Function to generate random gender and ethnicity correct first and/or last names. Names are chosen proportionally based upon their probability of appearing in a large scale data base of real names.
https://centerforassessment.github.io/randomNames
Other
32 stars 6 forks source link

Handle NAs in randomNames()'s gender argument #56

Closed msenn closed 6 years ago

msenn commented 6 years ago

When calling randomNames(gender = g) on a gender vector that contains NAs, the generated names do no longer represent gender correctly:

# Define gender vector
> (g <- rep(0:1, each = 3))
[1] 0 0 0 1 1 1

# Gender is correctly represented
> randomNames::randomNames(gender = g, which.names = "first")
[1] "Samuel"   "Carlos"   "Theodore" "Emlynn"   "Briana"   "Deborah" 

# Include NA in gender vector
> g[3] <- NA
> randomNames::randomNames(gender = g, which.names = "first")
[1] "Maleeha" "Sean"    "Sad"     "Sang"    "Labeeba" "Carter" 

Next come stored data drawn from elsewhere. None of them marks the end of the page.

//! Building group chats out of already constructed agents

use convoy_core::{Agent, Result};
use convoy_runtime::{AgentConfig, AgentRuntime, GroupChat, GroupChatManager, GroupSettings};
use std::sync::Arc;
use tracing::info;

/// Assembles group chats and their managers
#[derive(Clone)]
pub struct GroupAssembler {
    runtime: AgentRuntime,
}

impl GroupAssembler {
    /// Assembler creating agents through `runtime`
    pub fn new(runtime: AgentRuntime) -> Self {
        Self { runtime }
    }

    /// Group chat over `members`, run by a manager built from `config`
    pub fn assemble(
        &self,
        config: AgentConfig,
        settings: GroupSettings,
        members: Vec<Arc<dyn Agent>>,
    ) -> Arc<GroupChatManager> {
        let count = members.len();
        let groupchat = self.runtime.create_group_chat(members, settings);
        let manager = self.runtime.create_group_manager(config, groupchat);
        info!(manager = %manager.name(), members = count, "Assembled group chat");
        Arc::new(manager)
    }

    /// Add `agent` to an assembled group; the name must not be taken yet
    pub fn add_participant(&self, group: &GroupChat, agent: Arc<dyn Agent>) -> Result<()> {
        let name = agent.name().to_string();
        group.add_participant(agent)?;
        info!(participant = %name, members = group.len(), "Added participant to group chat");
        Ok(())
    }
}
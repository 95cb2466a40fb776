//! Workflow manager: loads a sender/receiver pair and runs their conversation

use crate::factory::{AgentFactory, LoadedAgent, ResolvedAgent};
use crate::history::populate_history;
use crate::sanitizer::{CredentialSource, Sanitizer};
use crate::skills::{JinjaSkillRenderer, SkillRenderer};
use crate::spec::WorkflowConfig;
use crate::transcript::{TranscriptEntry, TranscriptRecorder, TurnObserver};
use crate::workdir::{DEFAULT_WORK_DIR, WorkDir};
use convoy_core::{Error, Message, Result};
use convoy_runtime::{AgentRuntime, initiate_chat};
use std::path::{Path, PathBuf};
use std::sync::Arc;
use tracing::{info, instrument};

/// A loaded workflow, ready to run
///
/// Construction prepares the work directory, resolves both top-level specs
/// (so configuration errors surface before any agent exists), builds the
/// agents, adds the sender to the receiver's group when the receiver is one,
/// and replays the supplied history.
///
/// # Example
///
/// ```no_run
/// use convoy_workflow::{WorkflowConfig, WorkflowManager};
///
/// # async fn example() -> convoy_core::Result<()> {
/// let config = WorkflowConfig::from_file("workflow.json")?;
/// let manager = WorkflowManager::builder(config)
///     .work_dir("scratch")
///     .build()?;
///
/// manager.run("Plot NVDA and TSLA stock prices YTD.", false).await?;
/// println!("{}", manager.transcript_json()?);
/// # Ok(())
/// # }
/// ```
pub struct WorkflowManager {
    config: WorkflowConfig,
    work_dir: WorkDir,
    recorder: Arc<TranscriptRecorder>,
    sender: LoadedAgent,
    receiver: LoadedAgent,
}

impl WorkflowManager {
    /// Create a new manager builder for `config`
    pub fn builder(config: WorkflowConfig) -> WorkflowManagerBuilder {
        WorkflowManagerBuilder::new(config)
    }

    /// The workflow definition as loaded
    pub fn config(&self) -> &WorkflowConfig {
        &self.config
    }

    /// The prepared work directory
    pub fn work_dir(&self) -> &Path {
        self.work_dir.path()
    }

    /// Agent opening the conversation
    pub fn sender(&self) -> &LoadedAgent {
        &self.sender
    }

    /// Agent (or group manager) answering it
    pub fn receiver(&self) -> &LoadedAgent {
        &self.receiver
    }

    /// Replay `history` into the sender and receiver without generating anything
    pub fn populate_history(&self, history: &[Message]) -> usize {
        let sender = self.sender.as_agent();
        let receiver = self.receiver.as_agent();
        populate_history(history, sender.as_ref(), receiver.as_ref())
    }

    /// Run the conversation starting with `message`
    ///
    /// With `clear_history` the two agents forget what they said to each
    /// other before; the transcript and the work directory are kept. Returns
    /// the number of replies exchanged between sender and receiver.
    #[instrument(skip(self, message), fields(sender = %self.sender.name(), receiver = %self.receiver.name()))]
    pub async fn run(&self, message: impl Into<String>, clear_history: bool) -> Result<usize> {
        let sender = self.sender.as_agent();
        let receiver = self.receiver.as_agent();
        let replies = initiate_chat(
            sender.as_ref(),
            receiver.as_ref(),
            Message::user(message),
            clear_history,
        )
        .await?;
        info!(replies, turns = self.recorder.len(), "Workflow run finished");
        Ok(replies)
    }

    /// Every turn recorded so far, oldest first
    pub fn transcript(&self) -> Vec<TranscriptEntry> {
        self.recorder.entries()
    }

    /// The transcript as a JSON array
    pub fn transcript_json(&self) -> Result<String> {
        self.recorder.to_json()
    }
}

/// Builder for WorkflowManager
pub struct WorkflowManagerBuilder {
    config: WorkflowConfig,
    work_dir: PathBuf,
    clear_work_dir: bool,
    history: Vec<Message>,
    credentials: CredentialSource,
    skill_renderer: Option<Arc<dyn SkillRenderer>>,
    observer: Option<Arc<dyn TurnObserver>>,
    runtime: Option<AgentRuntime>,
}

impl WorkflowManagerBuilder {
    /// Create a new builder
    pub fn new(config: WorkflowConfig) -> Self {
        Self {
            config,
            work_dir: PathBuf::from(DEFAULT_WORK_DIR),
            clear_work_dir: true,
            history: Vec::new(),
            credentials: CredentialSource::default(),
            skill_renderer: None,
            observer: None,
            runtime: None,
        }
    }

    /// Set the work directory (default `work_dir`)
    pub fn work_dir(mut self, path: impl Into<PathBuf>) -> Self {
        self.work_dir = path.into();
        self
    }

    /// Whether to empty the work directory on build (default `true`)
    pub fn clear_work_dir(mut self, clear: bool) -> Self {
        self.clear_work_dir = clear;
        self
    }

    /// History replayed into the agents after they are built
    pub fn history(mut self, history: Vec<Message>) -> Self {
        self.history = history;
        self
    }

    /// Where the fallback API key comes from
    pub fn credentials(mut self, credentials: CredentialSource) -> Self {
        self.credentials = credentials;
        self
    }

    /// Set the skill renderer (default [`JinjaSkillRenderer`])
    pub fn skill_renderer(mut self, renderer: Arc<dyn SkillRenderer>) -> Self {
        self.skill_renderer = Some(renderer);
        self
    }

    /// Callback told about every turn
    pub fn observer(mut self, observer: Arc<dyn TurnObserver>) -> Self {
        self.observer = Some(observer);
        self
    }

    /// Set the agent runtime (default: model-backed generator, local code execution)
    pub fn runtime(mut self, runtime: AgentRuntime) -> Self {
        self.runtime = Some(runtime);
        self
    }

    /// Build the manager
    ///
    /// # Errors
    ///
    /// Returns [`Error::Config`] or [`Error::UnknownAgentType`] for invalid
    /// specs, and [`Error::Io`] when the work directory cannot be prepared.
    pub fn build(self) -> Result<WorkflowManager> {
        let work_dir = WorkDir::prepare(self.work_dir, self.clear_work_dir)?;

        let recorder = Arc::new(match self.observer {
            Some(observer) => TranscriptRecorder::with_observer(observer),
            None => TranscriptRecorder::new(),
        });
        let sanitizer = Sanitizer::new(
            work_dir.path(),
            self.credentials,
            self.skill_renderer
                .unwrap_or_else(|| Arc::new(JinjaSkillRenderer::new())),
        );
        let runtime = self.runtime.unwrap_or_default();
        let factory = AgentFactory::new(runtime, sanitizer, recorder.clone());

        let sender_spec = factory.resolve(&self.config.sender)?;
        let receiver_spec = factory.resolve(&self.config.receiver)?;
        if sender_spec.name() == receiver_spec.name() {
            return Err(Error::config(
                sender_spec.name(),
                "sender and receiver must have different names",
            ));
        }
        let receiver_is_group = matches!(receiver_spec, ResolvedAgent::Group { .. });
        if receiver_is_group && receiver_spec.member_names().contains(&sender_spec.name()) {
            return Err(Error::config(
                sender_spec.name(),
                format!(
                    "sender cannot join group '{}': a member already has this name",
                    receiver_spec.name()
                ),
            ));
        }

        let sender = factory.instantiate(&sender_spec);
        let receiver = factory.instantiate(&receiver_spec);
        if let Some(group) = receiver.group() {
            factory
                .assembler()
                .add_participant(group, sender.as_agent())?;
        }

        let manager = WorkflowManager {
            config: self.config,
            work_dir,
            recorder,
            sender,
            receiver,
        };

        if !self.history.is_empty() {
            let delivered = manager.populate_history(&self.history);
            info!(delivered, "Replayed workflow history");
        }

        info!(
            sender = %manager.sender.name(),
            receiver = %manager.receiver.name(),
            dir = %manager.work_dir().display(),
            "Workflow loaded"
        );
        Ok(manager)
    }
}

# First gender is 0 (male)
> g[1]
[1] 0

# "Maleeha" is not among any mal first names list
> fn_male <- grep("^first.*g0$", names(randomNames::randomNamesData))
> sapply(fn_male, function(i)  "Maleeha" %in% names(randomNames::randomNamesData[[
+     names(randomNames::randomNamesData)[i]
+     ]])
+ )
[1] FALSE FALSE FALSE FALSE FALSE FALSE
dbetebenner commented 6 years ago

Thanks for seeing that. I've fixed that up. Let me know if there's anything else. Version 1.3-0.0 is the new version. Available on GitHub now and will post to CRAN shortly and hopefully available there in a day or two.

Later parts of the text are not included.